Phil: "This is pitiful. A thousand people freezing their butts off waiting to worship a rat. What a hype. Groundhog Day used to mean something in this town. They used to pull the hog out, and they used to eat it. You're hypocrites, all of you."

Phil: "You like boats, but not the ocean. You go to a lake in the summer with your family up in the mountains. There's a long wooden dock and a boathouse with boards missing from the roof, and a place you used to crawl underneath to be alone. You're a sucker for French poetry and rhinestones. You're very generous. You're kind to strangers and children, and when you stand in the snow, you look like an angel."
Isn't this just a beautiful way of saying I love you?

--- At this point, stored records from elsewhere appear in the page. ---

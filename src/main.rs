use anyhow::Result;
use clap::Parser;
use std::path::PathBuf;
use std::sync::Arc;
use teloxide::prelude::*;
use tracing::{error, info};

use starbase_watchbot::collect::Collectors;
use starbase_watchbot::config;
use starbase_watchbot::db::{self, SqliteStore};
use starbase_watchbot::notams::NotamWatchList;
use starbase_watchbot::outbox::AnnounceQueue;
use starbase_watchbot::reconcile::Reconciler;
use starbase_watchbot::reminders::ReminderScheduler;
use starbase_watchbot::telegram::TelegramAnnouncer;
use starbase_watchbot::watch::{ErrorThrottle, Watcher};

#[derive(Debug, Parser)]
#[command(author, version, about)]
struct Args {
    /// Path to YAML config file
    #[arg(long, default_value = "config.yaml")]
    config: PathBuf,
}

#[tokio::main]
async fn main() -> Result<()> {
    tracing_subscriber::fmt()
        .with_env_filter(tracing_subscriber::EnvFilter::from_default_env())
        .with_target(false)
        .compact()
        .init();

    let args = Args::parse();
    let cfg = config::load(Some(&args.config))?;
    cfg.ensure_dirs()?;

    let database_url = std::env::var("DATABASE_URL").unwrap_or_else(|_| cfg.database_url());
    let pool = db::init_pool(&database_url).await?;
    db::run_migrations(&pool).await?;
    let store = Arc::new(SqliteStore::new(pool));

    let bot = Bot::new(cfg.telegram.bot_token.clone());
    let announcer = Arc::new(TelegramAnnouncer::new(bot, cfg.telegram.channels.clone()));
    let (queue, queue_worker) = AnnounceQueue::start(announcer, cfg.app.announce_delay());

    let reconciler = Arc::new(Reconciler::new(store.clone()));
    let reminders = Arc::new(ReminderScheduler::new(store.clone(), queue.clone()));
    if let Err(err) = reminders.register_existing().await {
        error!(?err, "failed to register existing launch reminders");
    }

    let watcher = Arc::new(Watcher::new(
        reconciler,
        NotamWatchList::new(store),
        reminders,
        queue,
        Collectors::from_sources(&cfg.sources)?,
        ErrorThrottle::new(cfg.app.error_cooldown()),
    ));
    let loops = watcher.spawn(&cfg.sources);
    info!(loops = loops.len(), "watch loops started");

    tokio::signal::ctrl_c().await?;
    info!("shutting down");
    for handle in loops {
        handle.abort();
    }
    queue_worker.abort();
    Ok(())
}
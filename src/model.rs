use serde::de::DeserializeOwned;
use serde::ser::SerializeMap;
use serde::{Deserialize, Serialize, Serializer};
use serde_json::{Map, Value};

use crate::canonical;
use crate::launch_time::LaunchTime;

/// Data domains, one stored collection each.
#[derive(Debug, Clone, Copy, Serialize, Deserialize, PartialEq, Eq, Hash, PartialOrd, Ord)]
#[serde(rename_all = "lowercase")]
pub enum Domain {
    Boosters,
    Closures,
    Launches,
    Notams,
    Weather,
}

impl Domain {
    pub const COUNT: usize = 5;

    pub const ALL: [Domain; Domain::COUNT] = [
        Domain::Boosters,
        Domain::Closures,
        Domain::Launches,
        Domain::Notams,
        Domain::Weather,
    ];

    pub fn as_str(&self) -> &'static str {
        match self {
            Domain::Boosters => "boosters",
            Domain::Closures => "closures",
            Domain::Launches => "launches",
            Domain::Notams => "notams",
            Domain::Weather => "weather",
        }
    }

    pub fn parse_domain(s: &str) -> Option<Self> {
        match s {
            "boosters" => Some(Domain::Boosters),
            "closures" => Some(Domain::Closures),
            "launches" => Some(Domain::Launches),
            "notams" => Some(Domain::Notams),
            "weather" => Some(Domain::Weather),
            _ => None,
        }
    }
}

impl std::fmt::Display for Domain {
    fn fmt(&self, f: &mut std::fmt::Formatter<'_>) -> std::fmt::Result {
        f.write_str(self.as_str())
    }
}

/// Destination class for an announcement.
#[derive(Debug, Clone, Copy, Serialize, Deserialize, PartialEq, Eq, Hash)]
#[serde(rename_all = "SCREAMING_SNAKE_CASE")]
pub enum ChannelClass {
    General,
    BoosterUpdate,
    WeatherUpdate,
    NotamUpdate,
    ClosureUpdate,
    LaunchUpdate,
    LaunchReminder,
}
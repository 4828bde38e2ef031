mod common;

use std::sync::Arc;

use common::{closure, launch, setup_pool};
use starbase_watchbot::db::{self, SqliteStore};
use starbase_watchbot::launch_time::LaunchTime;
use starbase_watchbot::model::{
    ChangeType, ClosureStatus, CollectionReport, Domain, OriginalData, RoadClosure,
    WeatherSnapshot,
};
use starbase_watchbot::reconcile::Reconciler;

async fn setup() -> (sqlx::SqlitePool, Reconciler) {
    let pool = setup_pool().await;
    let reconciler = Reconciler::new(Arc::new(SqliteStore::new(pool.clone())));
    (pool, reconciler)
}

#[tokio::test]
async fn closure_posted_then_unchanged_then_updated() {
    let (pool, reconciler) = setup().await;

    let first = reconciler
        .reconcile(CollectionReport::ok(vec![closure("0_6.1.2024", ClosureStatus::Scheduled)]))
        .await;
    assert!(first.success);
    assert_eq!(first.changes().len(), 1);
    assert_eq!(first.changes()[0].change_type, ChangeType::New);
    assert_eq!(first.changes()[0].original_data, OriginalData::Absent);

    let second = reconciler
        .reconcile(CollectionReport::ok(vec![closure("0_6.1.2024", ClosureStatus::Scheduled)]))
        .await;
    assert!(second.success);
    assert!(second.changes().is_empty());

    let third = reconciler
        .reconcile(CollectionReport::ok(vec![closure("0_6.1.2024", ClosureStatus::Canceled)]))
        .await;
    assert!(third.success);
    let change = &third.changes()[0];
    assert_eq!(change.change_type, ChangeType::Updated);
    assert_eq!(change.data.as_ref().unwrap().status, ClosureStatus::Canceled);
    assert_eq!(
        change.original_data.previous().unwrap().status,
        ClosureStatus::Scheduled
    );

    let stored = db::find_one(&pool, Domain::Closures, "0_6.1.2024")
        .await
        .unwrap()
        .unwrap();
    assert_eq!(stored.body["status"], "CANCELED");
}

#[tokio::test]
async fn reconciling_twice_reports_nothing_the_second_time() {
    let (_pool, reconciler) = setup().await;
    let batch = vec![
        closure("0_6.1.2024", ClosureStatus::Scheduled),
        closure("1_6.1.2024", ClosureStatus::Possible),
        closure("0_6.2.2024", ClosureStatus::Scheduled),
    ];
    let first = reconciler.reconcile(CollectionReport::ok(batch.clone())).await;
    assert_eq!(first.changes().len(), 3);
    let second = reconciler.reconcile(CollectionReport::ok(batch)).await;
    assert!(second.success);
    assert!(second.changes().is_empty());
}

#[tokio::test]
async fn stored_key_order_and_storage_fields_do_not_matter() {
    let (pool, reconciler) = setup().await;
    // Same content as `closure(..)`, written by another writer with different
    // key order, a float-typed whole number, and a storage id.
    let body = r#"{"type":"PRIMARY","stopDate":1717286400000.0,"_id":"65f0c0ffee","status":"SCHEDULED","startDate":1717243200000,"closureCode":"0_6.1.2024"}"#;
    sqlx::query("INSERT INTO records (domain, natural_key, body) VALUES (?, ?, ?)")
        .bind(Domain::Closures.as_str())
        .bind("0_6.1.2024")
        .bind(body)
        .execute(&pool)
        .await
        .unwrap();

    let report = reconciler
        .reconcile(CollectionReport::ok(vec![closure("0_6.1.2024", ClosureStatus::Scheduled)]))
        .await;
    assert!(report.success);
    assert!(report.changes().is_empty());
}

#[tokio::test]
async fn repeated_key_in_one_collection_keeps_the_last_record() {
    let (pool, reconciler) = setup().await;
    let batch = || {
        CollectionReport::ok(vec![
            closure("0_6.1.2024", ClosureStatus::Scheduled),
            closure("1_6.1.2024", ClosureStatus::Possible),
            closure("0_6.1.2024", ClosureStatus::Canceled),
        ])
    };

    let first = reconciler.reconcile(batch()).await;
    let kept: Vec<(String, ClosureStatus)> = first
        .changes()
        .iter()
        .map(|c| {
            let d = c.data.as_ref().unwrap();
            (d.closure_code.clone(), d.status)
        })
        .collect();
    assert_eq!(
        kept,
        vec![
            ("1_6.1.2024".to_string(), ClosureStatus::Possible),
            ("0_6.1.2024".to_string(), ClosureStatus::Canceled),
        ]
    );

    for _ in 0..3 {
        let again = reconciler.reconcile(batch()).await;
        assert!(again.success);
        assert!(again.changes().is_empty());
    }
    let stored = db::find_one(&pool, Domain::Closures, "0_6.1.2024")
        .await
        .unwrap()
        .unwrap();
    assert_eq!(stored.body["status"], "CANCELED");
}

#[tokio::test]
async fn failed_collection_leaves_store_untouched() {
    let (pool, reconciler) = setup().await;
    let report = reconciler
        .reconcile::<RoadClosure>(CollectionReport::failed())
        .await;
    assert!(!report.success);
    assert!(report.changes.is_none());
    assert!(db::find_all(&pool, Domain::Closures).await.unwrap().is_empty());
}

#[tokio::test]
async fn concurrent_passes_of_one_domain_report_a_record_once() {
    let (_pool, reconciler) = setup().await;
    let batch = || CollectionReport::ok(vec![closure("0_6.1.2024", ClosureStatus::Scheduled)]);

    let (a, b) = tokio::join!(reconciler.reconcile(batch()), reconciler.reconcile(batch()));
    assert!(a.success && b.success);
    assert_eq!(a.changes().len() + b.changes().len(), 1);
}

#[tokio::test]
async fn renamed_mission_is_new_and_old_record_stays() {
    let (pool, reconciler) = setup().await;
    let time = LaunchTime::Exact {
        start_date: 1_763_130_600_000,
    };
    reconciler
        .reconcile(CollectionReport::ok(vec![launch("Starlink 10-1", time)]))
        .await;
    let report = reconciler
        .reconcile(CollectionReport::ok(vec![launch("Starlink Group 10-1", time)]))
        .await;
    assert_eq!(report.changes().len(), 1);
    assert_eq!(report.changes()[0].change_type, ChangeType::New);
    assert_eq!(db::find_all(&pool, Domain::Launches).await.unwrap().len(), 2);
}

#[tokio::test]
async fn weather_replaces_the_single_snapshot() {
    let (pool, reconciler) = setup().await;
    let snapshot = |t: f64| {
        let mut map = serde_json::Map::new();
        map.insert("id".into(), serde_json::json!("KXMR"));
        map.insert("temperature".into(), serde_json::json!(t));
        WeatherSnapshot(map)
    };

    let first = reconciler
        .replace_weather(CollectionReport::ok(vec![snapshot(80.0)]))
        .await;
    assert_eq!(first.changes()[0].change_type, ChangeType::Updated);
    assert_eq!(first.changes()[0].original_data, OriginalData::Absent);

    let second = reconciler
        .replace_weather(CollectionReport::ok(vec![snapshot(80.0)]))
        .await;
    assert_eq!(second.changes().len(), 1);
    assert_eq!(
        second.changes()[0]
            .original_data
            .previous()
            .and_then(|w| w.number("temperature")),
        Some(80.0)
    );
    let stored = db::find_all(&pool, Domain::Weather).await.unwrap();
    assert_eq!(stored.len(), 1);
    assert_eq!(stored[0].body["id"], "KXMR");
}
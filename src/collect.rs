//! Collectors: fetch one upstream feed and normalize it into records.
//!
//! Feeds are JSON documents (an array of records, or one object for
//! single-row feeds such as weather). Any transport or decode failure becomes
//! a failed [`CollectionReport`]; the reconciler then skips the pass.

use std::sync::Arc;
use std::time::Duration;

use anyhow::{Context, Result};
use async_trait::async_trait;
use chrono::{NaiveDate, Utc};
use reqwest::Client;
use serde::de::DeserializeOwned;
use serde::Deserialize;
use serde_json::Value;
use tracing::{debug, instrument, warn};

use crate::config::Sources;
use crate::launch_time::{parse_launch_time, LaunchTime};
use crate::model::{
    Affiliation, Booster, ClosureKind, ClosureStatus, CollectionReport, Launch, Notam,
    RoadClosure, WeatherSnapshot,
};

#[async_trait]
pub trait Collector<T>: Send + Sync {
    async fn collect(&self) -> CollectionReport<T>;
}

/// Closure row as published: the closure code is derived from its day.
#[derive(Debug, Clone, Deserialize)]
#[serde(rename_all = "camelCase")]
pub struct RawClosure {
    pub day: NaiveDate,
    pub start_date: i64,
    pub stop_date: i64,
    pub status: ClosureStatus,
    #[serde(rename = "type")]
    pub kind: ClosureKind,
}

/// Launch card as published, with free-text date and time.
#[derive(Debug, Clone, Deserialize)]
#[serde(rename_all = "camelCase")]
pub struct RawLaunch {
    pub mission: String,
    pub vehicle: String,
    pub date_text: String,
    #[serde(default)]
    pub time_text: String,
    #[serde(default)]
    pub description: String,
    pub launch_site: String,
    #[serde(default)]
    pub provider: String,
}

/// Number closures by their position within each day.
pub fn normalize_closures(raw: Vec<RawClosure>) -> Vec<RoadClosure> {
    let mut per_day: std::collections::HashMap<NaiveDate, usize> = Default::default();
    raw.into_iter()
        .map(|r| {
            let index = per_day.entry(r.day).or_insert(0);
            let closure_code = RoadClosure::closure_code(*index, r.day);
            *index += 1;
            RoadClosure {
                closure_code,
                start_date: r.start_date,
                stop_date: r.stop_date,
                status: r.status,
                kind: r.kind,
            }
        })
        .collect()
}

/// Parse launch times and tag affiliations; placeholder payloads are dropped.
pub fn normalize_launches(raw: Vec<RawLaunch>) -> Vec<Launch> {
    let now = Utc::now();
    raw.into_iter()
        .filter(|r| !r.mission.to_ascii_lowercase().contains("unknown payload"))
        .map(|r| {
            let (time, net) = parse_launch_time(&r.date_text, &r.time_text, now);
            if time == LaunchTime::Unknown {
                debug!(mission = %r.mission, date = %r.date_text, time = %r.time_text, "unrecognized launch time");
            }
            let date = time
                .start_date()
                .and_then(|ms| chrono::DateTime::<Utc>::from_timestamp(ms / 1000, 0))
                .map(|dt| dt.format("%Y-%m-%d").to_string())
                .unwrap_or_else(|| "TBD".to_string());
            let affiliations =
                Affiliation::from_description(&format!("{} {}", r.provider, r.description));
            Launch {
                mission: r.mission,
                vehicle: r.vehicle,
                date,
                description: r.description,
                launch_site: r.launch_site,
                affiliations,
                net,
                time,
            }
        })
        .collect()
}

/// Feed records from either an array document or a single object.
pub fn records_from_value<R: DeserializeOwned>(value: Value) -> Result<Vec<R>> {
    match value {
        Value::Array(_) => Ok(serde_json::from_value(value)?),
        other => Ok(vec![serde_json::from_value(other)?]),
    }
}

/// GETs a JSON feed and maps raw rows `R` into records `T`.
pub struct HttpCollector<R, T> {
    http: Client,
    url: String,
    normalize: fn(Vec<R>) -> Vec<T>,
}

fn identity<T>(records: Vec<T>) -> Vec<T> {
    records
}

impl<R, T> HttpCollector<R, T>
where
    R: DeserializeOwned + Send,
    T: Send,
{
    pub fn new(url: impl Into<String>, normalize: fn(Vec<R>) -> Vec<T>) -> Result<Self> {
        let http = Client::builder()
            .user_agent("starbase-watchbot/0.1")
            .timeout(Duration::from_secs(30))
            .build()
            .context("build http client")?;
        Ok(Self {
            http,
            url: url.into(),
            normalize,
        })
    }

    async fn fetch(&self) -> Result<Vec<T>> {
        let resp = self
            .http
            .get(&self.url)
            .send()
            .await
            .with_context(|| format!("GET {}", self.url))?
            .error_for_status()?;
        let value: Value = resp.json().await.context("decode feed json")?;
        let raw = records_from_value::<R>(value)?;
        Ok((self.normalize)(raw))
    }
}

impl<T: DeserializeOwned + Send> HttpCollector<T, T> {
    pub fn direct(url: impl Into<String>) -> Result<Self> {
        Self::new(url, identity)
    }
}

#[async_trait]
impl<R, T> Collector<T> for HttpCollector<R, T>
where
    R: DeserializeOwned + Send + Sync,
    T: Send + Sync,
{
    #[instrument(skip_all, fields(url = %self.url))]
    async fn collect(&self) -> CollectionReport<T> {
        match self.fetch().await {
            Ok(records) => {
                debug!(records = records.len(), "feed collected");
                CollectionReport::ok(records)
            }
            Err(err) => {
                warn!(?err, "feed collection failed");
                CollectionReport::failed()
            }
        }
    }
}

/// One collector per domain.
#[derive(Clone)]
pub struct Collectors {
    pub boosters: Arc<dyn Collector<Booster>>,
    pub closures: Arc<dyn Collector<RoadClosure>>,
    pub launches: Arc<dyn Collector<Launch>>,
    pub notams: Arc<dyn Collector<Notam>>,
    pub weather: Arc<dyn Collector<WeatherSnapshot>>,
}

impl Collectors {
    pub fn from_sources(sources: &Sources) -> Result<Self> {
        Ok(Self {
            boosters: Arc::new(HttpCollector::<Booster, Booster>::direct(&sources.boosters.url)?),
            closures: Arc::new(HttpCollector::new(&sources.closures.url, normalize_closures)?),
            launches: Arc::new(HttpCollector::new(&sources.launches.url, normalize_launches)?),
            notams: Arc::new(HttpCollector::<Notam, Notam>::direct(&sources.notams.url)?),
            weather: Arc::new(HttpCollector::<WeatherSnapshot, WeatherSnapshot>::direct(
                &sources.weather.url,
            )?),
        })
    }
}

Four out of four Pennsylvania polkas,

Billie
---
Billie Doux is the founder of Doux Reviews and has been reviewing her favorite shows for quite some time. More Billie Doux.

7 comments:

GglGrl Returns! said...

Actually, most of it was filmed in Illinois (at least according to the Internet).

I really enjoy this film. There is something Scroogesque about it (incidentally, I also love Scrooged).

HappyElk said...

Great review Billie! I'm really enjoying your going back to some classic movies, almost as much as I enjoy you and Ben reviewing Star Trek.

Stephen Tobolowsky is one of my heroes. His podcast at tobolowskyfiles.com is inspired and inspiring. As a film and TV lover, I think you'd really like it, Billie.

Austin said...

You know what's funny? I've seen people try to mathematically deduce how many years Phil spent living that one day over and over. It's actually kind of interesting. Did you ever wonder that? Great review, by the way. I love this movie.

Miranda said...

I actually watched this movie for a philosophy class. My midterm paper was on how his life relates to Camus' ideal of the absurd man. So you're not that far off in connecting it to Zen philosophy!

Anonymous said...

Austin, the original writer of this piece had Phil there for 10,000 years....That's ten THOUSAND years.

celticmarc said...

One of my top ten movies. Simply BRILLIANT. You can watch it with so many different pairs of eyes and it is still wonderful.

Barbara Taub said...

In 2003 the Museum of Modern Art offered a film series titled The Hidden God:Film and Faith featuring films on the cinematic religious or spiritual experience. Groundhog Day was the opening presentation among films by Hitchcock, Bergman, Woody Allen, etc, and the participating literary and religious scholars vied for the privilege of writing the program notes for this film. It has been viewed as an allegory and a moral fable and embraced by Christians, Jews, Hindus, Buddhists, as well as atheists. Psychotherapists consider the time loop as a metaphor for arrested development. The philosophical connection is well established.